Friday, August 26, 2016

A partisan coin flip for PolitiFact Florida?

A former staffer at the Cleveland Plain Dealer (the one-time PolitiFact Ohio affiliate) said the difference between one rating and another often amounted to a coin flip.

Such coin flips provide a golden opportunity for bias to swing the vote in one of PolitiFact's "star chamber" judgment sessions.

PolitiFact Florida gives us a wonderfully illustrative pair of examples:

Alan Grayson (D) vs  Patrick Murphy (D), May 16, 2016

Democrat Alan Grayson charged fellow Democrat and senate primary opponent Patrick Murphy with voting in favor of the House Benghazi committee. PolitiFact found Grayson's claim "Mostly  True." It would have been simply "True" except Grayson neglected to mention that Murphy defended his vote by saying he wanted the committee to clear Hillary Clinton's name.

Patrick Murphy (D) vs Marco Rubio (R), August 24, 2016

Democrat Patrick Murphy (same Patrick Murphy from the example above) charged Republican incumbent senatorial candidate Marco Rubio with voting against the Violence Against Women Act. PolitiFact Florida rated Murphy's claim "True," while pointing out that Rubio objected to changes made to the Act when it was submitted for reauthorization. Rubio said he favored the original wording.

But ... but ... but ...

We often encounter one knee-jerk defense when we compare two different and inconsistent ratings from PolitiFact: The circumstances were different!

Yes, the circumstances are always at least somewhat different when comparing two different fact checks. It's the difference between the two that makes them two different fact checks in the first place. The difference in circumstance only serves as a defense against the charge of inconsistency if the difference serves as a good explanation for the difference in ratings.

Grayson made a compound charge against Murphy, while Murphy made a simple charge against Rubio. That's a difference, but it only makes explaining the different ratings more difficult. PolitiFact Florida made no complaint against Grayson's charge that Murphy was in a small group of Democrats voting for the Benghazi committee. Averaging that "true" part of the rating with the less-true "voted for" part of the rating makes the latter even lower when considered by itself.

The difference in this case relies entirely on whatever criteria PolitiFact Florida used to figure out when it is okay to leave out context.

Coin flip?


PolitiFact has published definitions of its ratings. Two definitions are relevant to our comparison:
TRUE – The statement is accurate and there’s nothing significant missing.
MOSTLY TRUE – The statement is accurate but needs clarification or additional information.
From the two definitions above, it follows that Grayson's statement about Murphy needed clarification or additional information. Murphy's statement about Rubio, in contrast, had nothing significant missing.

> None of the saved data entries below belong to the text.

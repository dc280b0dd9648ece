use rust_decimal::prelude::ToPrimitive;
use rust_decimal::{Decimal, RoundingStrategy};
use serde::Serialize;

use crate::types::{OrderDraft, extended_amount, round_money, saturating_sum};

const CENT: Decimal = Decimal::from_parts(1, 0, 0, false, 2);

/// The share of one order-level tax line carried by one line item.
#[derive(Debug, Clone, PartialEq, Eq, Serialize)]
pub struct LineItemTaxPortion {
    /// Position of the line item in the draft.
    pub line_index: usize,
    pub title: String,
    pub rate: Option<Decimal>,
    pub amount: Decimal,
}

/// Spread each used order-level tax line over the line items.
///
/// Portions are proportional to each item's pre-tax extended price
/// (`unit price × quantity`). Each share is rounded down to the cent and the
/// leftover cents go one at a time to the items with the largest remainders
/// (earlier items first on ties), so the portions of a tax line add up to its
/// amount and none is negative. A draft whose extended prices sum to zero
/// yields no portions; tax lines without a positive amount are skipped.
#[must_use]
pub fn distribute_tax(draft: &OrderDraft) -> Vec<LineItemTaxPortion> {
    let weights: Vec<(usize, Decimal)> = draft
        .line_items
        .iter()
        .enumerate()
        .map(|(index, item)| (index, extended_amount(item.unit_price(), item.quantity)))
        .filter(|(_, weight)| *weight > Decimal::ZERO)
        .collect();

    let total = saturating_sum(weights.iter().map(|(_, w)| *w));
    if total.is_zero() {
        return Vec::new();
    }

    let mut portions = Vec::new();
    for tax_line in draft.used_tax_lines() {
        let Some(amount) = tax_line
            .amount
            .map(round_money)
            .filter(|a| *a > Decimal::ZERO)
        else {
            continue;
        };

        let shares = split(amount, &weights, total);
        for ((index, _), share) in weights.iter().zip(shares) {
            portions.push(LineItemTaxPortion {
                line_index: *index,
                title: tax_line.title.clone(),
                rate: tax_line.rate,
                amount: share,
            });
        }
    }
    portions
}

/// Largest-remainder split of `amount` in cents, one share per weight.
fn split(amount: Decimal, weights: &[(usize, Decimal)], total: Decimal) -> Vec<Decimal> {
    let exact: Vec<Decimal> = weights
        .iter()
        .map(|(_, weight)| amount * (*weight / total).min(Decimal::ONE))
        .collect();
    let mut shares: Vec<Decimal> = exact.iter().map(|e| floor_cents(*e)).collect();

    let allocated = saturating_sum(shares.iter().copied());
    let leftover_cents = ((amount - allocated) / CENT)
        .round()
        .to_usize()
        .unwrap_or(0)
        .min(shares.len());

    let mut by_remainder: Vec<(usize, Decimal)> = exact
        .iter()
        .zip(&shares)
        .map(|(exact, floored)| *exact - *floored)
        .enumerate()
        .collect();
    by_remainder.sort_by(|(a, ra), (b, rb)| rb.cmp(ra).then(a.cmp(b)));
    for (position, _) in by_remainder.into_iter().take(leftover_cents) {
        if let Some(share) = shares.get_mut(position) {
            *share += CENT;
        }
    }
    shares
}

fn floor_cents(amount: Decimal) -> Decimal {
    amount.round_dp_with_strategy(2, RoundingStrategy::ToZero)
}
impl<'a, A: OrderApi + ?Sized> OrderOrchestrator<'a, A> {
    #[must_use]
    pub const fn new(api: &'a A, options: OrchestratorOptions) -> Self {
        Self { api, options }
    }

    #[must_use]
    pub const fn options(&self) -> &OrchestratorOptions {
        &self.options
    }

    /// Classify the draft and run the matching flow.
    ///
    /// # Errors
    ///
    /// Returns an error if a required Admin API call fails or the shop's
    /// response lacks something the flow depends on.
    #[instrument(skip_all, fields(line_items = draft.line_items.len()))]
    pub async fn create(
        &self,
        draft: &OrderDraft,
    ) -> Result<RemoteOrderConfirmation, OrderFlowError> {
        self.create_with_strategy(draft, classify(draft)).await
    }

    /// Run the flow for an explicitly chosen strategy.
    ///
    /// # Errors
    ///
    /// Returns `OrderFlowError::NoLineItems` for an empty draft, otherwise as
    /// [`create`](Self::create).
    #[instrument(skip_all, fields(strategy = %strategy))]
    pub async fn create_with_strategy(
        &self,
        draft: &OrderDraft,
        strategy: Strategy,
    ) -> Result<RemoteOrderConfirmation, OrderFlowError> {
        if draft.line_items.is_empty() {
            return Err(OrderFlowError::NoLineItems);
        }

        match strategy {
            Strategy::DraftOrderFlow => self.draft_order_flow(draft).await,
            Strategy::DirectWithTaxOnly => self.rest_flow(draft).await,
            Strategy::DirectWithTaxAndDiscount
                if self.options.uses_edit_session(draft, strategy) =>
            {
                self.edit_session_flow(draft).await
            }
            Strategy::DirectWithTaxAndDiscount | Strategy::DirectNoFrills => {
                self.graphql_flow(draft, strategy).await
            }
        }
    }

    // =========================================================================
    // Flows
    // =========================================================================

    #[instrument(skip_all)]
    async fn draft_order_flow(
        &self,
        draft: &OrderDraft,
    ) -> Result<RemoteOrderConfirmation, OrderFlowError> {
        let created = self.api.create_draft_order(&draft_order_input(draft)).await?;
        info!(draft_order_id = %created.id, name = %created.name, "Draft order created");

        let payment_pending = draft.payment_pending || !draft.payments.is_empty();
        let completed = self
            .api
            .complete_draft_order(created.id.as_str(), payment_pending)
            .await?;

        let order = match completed.order {
            Some(order) => order,
            None => self
                .api
                .get_draft_order(created.id.as_str())
                .await?
                .order
                .ok_or_else(|| OrderFlowError::MissingOrder {
                    draft_order_id: created.id.to_string(),
                })?,
        };
        info!(order_id = %order.id, name = %order.name, payment_pending, "Draft order completed");

        let mut warnings = Vec::new();
        self.attach_shipping_note(draft, &order.id, &mut warnings).await;
        self.record_payments(draft, &order.id, &mut warnings).await;
        let fulfillment_orders = self.await_fulfillment_orders(&order.id, &mut warnings).await;
        let summary = self
            .read_summary(OrderSummary::bare(order.id, order.name), &mut warnings)
            .await;

        let mut confirmation = confirmation(Strategy::DraftOrderFlow, summary, warnings);
        confirmation.draft_order_id = Some(created.id);
        confirmation.fulfillment_orders = fulfillment_orders;
        Ok(confirmation)
    }

    #[instrument(skip_all)]
    async fn rest_flow(&self, draft: &OrderDraft) -> Result<RemoteOrderConfirmation, OrderFlowError> {
        let created = self.api.create_rest_order(&rest_order(draft)).await?;
        info!(order_id = %created.id, name = %created.name, "Order created over REST");

        let warnings = self.annotate_direct(draft, &created.id).await;
        Ok(self
            .finish(Strategy::DirectWithTaxOnly, created, warnings)
            .await)
    }

    #[instrument(skip_all)]
    async fn graphql_flow(
        &self,
        draft: &OrderDraft,
        strategy: Strategy,
    ) -> Result<RemoteOrderConfirmation, OrderFlowError> {
        let input = order_create_input(draft, OrderCreateMode::Discounted);
        let created = self.api.create_order(&input).await?;
        info!(order_id = %created.id, name = %created.name, "Order created");

        let warnings = self.annotate_direct(draft, &created.id).await;
        Ok(self.finish(strategy, created, warnings).await)
    }

    /// Create undiscounted, discount each line inside an edit session, then
    /// put back the tax lines the edit recalculated away.
    #[instrument(skip_all)]
    async fn edit_session_flow(
        &self,
        draft: &OrderDraft,
    ) -> Result<RemoteOrderConfirmation, OrderFlowError> {
        let input = order_create_input(draft, OrderCreateMode::Undiscounted);
        let created = self.api.create_order(&input).await?;
        info!(order_id = %created.id, name = %created.name, "Order created without discounts");

        let session = self.api.order_edit_begin(created.id.as_str()).await?;
        let mut applied = 0_usize;
        for (position, item) in draft.line_items.iter().enumerate() {
            let priced = build_line_item(item);
            let Some(spec) = priced.combined_discount() else {
                continue;
            };
            let line = session
                .line_items
                .get(position)
                .filter(|line| {
                    line.variant_id
                        .as_ref()
                        .is_none_or(|variant| *variant == item.variant_id)
                })
                .ok_or_else(|| OrderFlowError::EditLineMismatch {
                    order_id: created.id.to_string(),
                    position,
                })?;
            let discount =
                OrderEditAppliedDiscountInput::from_spec(&spec, draft.currency, priced.discount_summary);
            self.api
                .order_edit_add_line_item_discount(&session.id, &line.id, &discount)
                .await?;
            applied += 1;
        }

        let committed = self
            .api
            .order_edit_commit(&session.id, Some(EDIT_STAFF_NOTE))
            .await?;
        info!(order_id = %committed.id, discounts = applied, "Order edit committed");

        let mut warnings = Vec::new();
        self.restore_tax_lines(draft, &created.id, &mut warnings).await;
        warnings.extend(self.annotate_direct(draft, &created.id).await);
        Ok(self
            .finish(Strategy::DirectWithTaxAndDiscount, created, warnings)
            .await)
    }

    // =========================================================================
    // Best-effort steps
    // =========================================================================

    /// Shipping note, then payments when the order was created pending.
    async fn annotate_direct(&self, draft: &OrderDraft, order_id: &OrderGid) -> Vec<String> {
        let mut warnings = Vec::new();
        self.attach_shipping_note(draft, order_id, &mut warnings).await;
        if draft.payment_pending {
            self.record_payments(draft, order_id, &mut warnings).await;
        }
        warnings
    }

    async fn finish(
        &self,
        strategy: Strategy,
        created: OrderSummary,
        mut warnings: Vec<String>,
    ) -> RemoteOrderConfirmation {
        let summary = self.read_summary(created, &mut warnings).await;
        confirmation(strategy, summary, warnings)
    }

    async fn attach_shipping_note(
        &self,
        draft: &OrderDraft,
        order_id: &OrderGid,
        warnings: &mut Vec<String>,
    ) {
        let Some(note) = draft
            .shipping_note
            .as_deref()
            .map(str::trim)
            .filter(|note| !note.is_empty())
        else {
            return;
        };

        let metafield = MetafieldInput::shipping_note(&self.options.metafield_namespace, note);
        match self.api.set_order_metafield(order_id.as_str(), &metafield).await {
            Ok(()) => info!(namespace = %metafield.namespace, "Shipping note attached"),
            Err(e) => note_failure(warnings, "shipping note", &e),
        }
    }

    async fn record_payments(
        &self,
        draft: &OrderDraft,
        order_id: &OrderGid,
        warnings: &mut Vec<String>,
    ) {
        if draft.payments.is_empty() {
            return;
        }
        let Some(numeric_id) = order_id.numeric() else {
            let error = OrderFlowError::NonNumericOrderId {
                order_id: order_id.to_string(),
            };
            note_failure(warnings, "payment transactions", &error);
            return;
        };

        for payment in &draft.payments {
            match self.api.record_transaction(numeric_id, payment).await {
                Ok(transaction) => {
                    info!(transaction_id = transaction.id, amount = %payment.amount, "Payment recorded");
                }
                Err(e) => note_failure(warnings, "payment transaction", &e),
            }
        }
    }

    /// Poll until Shopify has routed the order to at least one location.
    async fn await_fulfillment_orders(
        &self,
        order_id: &OrderGid,
        warnings: &mut Vec<String>,
    ) -> Vec<FulfillmentOrderSummary> {
        let policy = &self.options.fulfillment_retry;
        let outcome = retry_until(
            policy,
            || self.api.get_fulfillment_orders(order_id.as_str()),
            |orders: &Vec<FulfillmentOrderSummary>| !orders.is_empty(),
        )
        .await;

        match outcome {
            Ok(orders) if orders.is_empty() => {
                let message = format!(
                    "fulfillment routing not complete after {} attempts",
                    policy.max_attempts
                );
                warn!(order_id = %order_id, "{message}");
                warnings.push(message);
                orders
            }
            Ok(orders) => {
                info!(count = orders.len(), "Fulfillment orders found");
                orders
            }
            Err(e) => {
                note_failure(warnings, "fulfillment lookup", &e);
                Vec::new()
            }
        }
    }

    /// Restore order-level tax lines over REST, falling back to per-line
    /// portions when the order-level update records nothing.
    async fn restore_tax_lines(
        &self,
        draft: &OrderDraft,
        order_id: &OrderGid,
        warnings: &mut Vec<String>,
    ) {
        if draft.used_tax_lines().next().is_none() {
            if draft.has_item_tax_lines() {
                note_failure(
                    warnings,
                    "tax restoration",
                    &"item-level tax lines are not restored after an order edit",
                );
            }
            return;
        }
        let Some(numeric_id) = order_id.numeric() else {
            let error = OrderFlowError::NonNumericOrderId {
                order_id: order_id.to_string(),
            };
            note_failure(warnings, "tax restoration", &error);
            return;
        };

        match self
            .api
            .update_order_taxes(&order_tax_update(numeric_id, draft))
            .await
        {
            Ok(updated) if !updated.tax_lines.is_empty() => {
                info!(tax_lines = updated.tax_lines.len(), "Order tax lines restored");
                return;
            }
            Ok(_) => info!("Order-level tax update recorded no tax lines, trying line items"),
            Err(e) => {
                note_failure(warnings, "tax restoration", &e);
                return;
            }
        }

        let remote = match self.api.get_rest_order(numeric_id).await {
            Ok(remote) => remote,
            Err(e) => {
                note_failure(warnings, "tax restoration", &e);
                return;
            }
        };
        let update = line_item_tax_update(numeric_id, draft, &remote.line_item_numeric_ids());
        match self.api.update_order_taxes(&update).await {
            Ok(updated) if !updated.tax_lines.is_empty() => {
                info!(tax_lines = updated.tax_lines.len(), "Line item tax lines restored");
            }
            Ok(_) => note_failure(warnings, "tax restoration", &"Shopify recorded no tax lines"),
            Err(e) => note_failure(warnings, "tax restoration", &e),
        }
    }

    /// Re-read the order; on failure keep what the creating call returned.
    async fn read_summary(&self, fallback: OrderSummary, warnings: &mut Vec<String>) -> OrderSummary {
        match self.api.get_order_summary(fallback.id.as_str()).await {
            Ok(summary) => summary,
            Err(e) => {
                note_failure(warnings, "order summary", &e);
                fallback
            }
        }
    }
}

It was significant that Murphy claimed his vote was intended to defend Clinton.

It was insignificant that Rubio claimed he supported the Violence Against Women Act minus the objectionable amendments.

Was this a pair of coin flips both won by Murphy?

The call for transparency


The Poynter Institute, which owns PolitiFact, supports the idea that fact checkers ought to exhibit transparency. In that spirit of transparency, we contacted the writer and editor of both fact checks to ask how they objectively determined when it was okay to leave out context.
The two of you collaborated on a parallel pair of fact checks dealing with charges that a candidate voted for a certain bill.

In one case Alan Grayson charged that Patrick Murphy voted to establish the House Benghazi committee. Your fact check found Murphy had made the vote but said he did it to clear Clinton. The fact check said Grayson should have included that context and dropped Grayson's rating down to "Mostly True."

In the second case the same Murphy said Marco Rubio voted against the Violence Against Women Act. Your fact check found Rubio had opposed the Act with his vote but he said he supported the original version of the bill (without amendments added for its re-authorization). The fact check rated Murphy's statement "True," implying that Murphy was at no fault for omitting Rubio's support for the original version of the VAWA.

In the interest of journalistic transparency (which I know PolitiFact publicly champions):

How does an objective and nonpartisan fact checker make the critical distinction between context that is properly omitted and context that should have been included?
We will transparently update this item if we receive any reply from PolitiFact Florida or its parent organizations.

Meanwhile, heads Murphy wins, tails Rubio loses. Coin flip.